#### THE TASK:
In the data that follows, find each line containing "based" and copy it.

#### PROVIDED DATA:
· · · ·
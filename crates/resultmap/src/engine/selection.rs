use super::TableGroupId;
use indexmap::IndexMap;
use resultmap_core::{
    schema::db::{self, ColumnId},
    Result,
};

/// What a selection was registered for.
#[derive(Debug, Clone, PartialEq, Eq, Hash)]
pub enum SelectionKey {
    /// A column of a table in a table group
    Column {
        table_group: TableGroupId,
        column: ColumnId,
    },

    /// A scalar column not tied to the metamodel, keyed by its label
    Raw(String),

    /// A scalar column addressed by its 1-based position
    Position(usize),
}

/// A result-set column the mapping reads.
#[derive(Debug, Clone, PartialEq, Eq)]
pub struct SqlSelection {
    /// Index into the row's values array, 0-based
    pub values_array_position: usize,

    /// JDBC position, 1-based
    pub jdbc_position: usize,

    /// Label reported by the result set
    pub column_name: String,

    pub jdbc_type: db::Type,
}

/// Registry of resolved selections.
///
/// The first registration for a key wins. Later requests for the same key
/// return the existing selection without consulting their column alias, so
/// explicitly declared aliases take precedence over anything resolved
/// afterwards.
#[derive(Debug, Default)]
pub(crate) struct Selections {
    by_key: IndexMap<SelectionKey, SqlSelection>,
}

impl Selections {
    pub(crate) fn resolve(
        &mut self,
        key: SelectionKey,
        create: impl FnOnce() -> Result<SqlSelection>,
    ) -> Result<&SqlSelection> {
        if !self.by_key.contains_key(&key) {
            let selection = create()?;
            tracing::trace!(
                ?key,
                column = %selection.column_name,
                position = selection.jdbc_position,
                "registered sql selection"
            );
            self.by_key.insert(key.clone(), selection);
        }

        Ok(&self.by_key[&key])
    }

    pub(crate) fn get(&self, key: &SelectionKey) -> Option<&SqlSelection> {
        self.by_key.get(key)
    }

    /// Distinct selections ordered by JDBC position.
    pub(crate) fn to_sorted_vec(&self) -> Vec<SqlSelection> {
        let mut selections: Vec<_> = self.by_key.values().cloned().collect();
        selections.sort_by_key(|selection| selection.jdbc_position);
        selections.dedup_by_key(|selection| selection.jdbc_position);
        selections
    }
}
· · · ·
#### ANSWER TO THIS EXERCISE:
    /// A scalar column addressed by its 1-based position
    /// Index into the row's values array, 0-based
    /// JDBC position, 1-based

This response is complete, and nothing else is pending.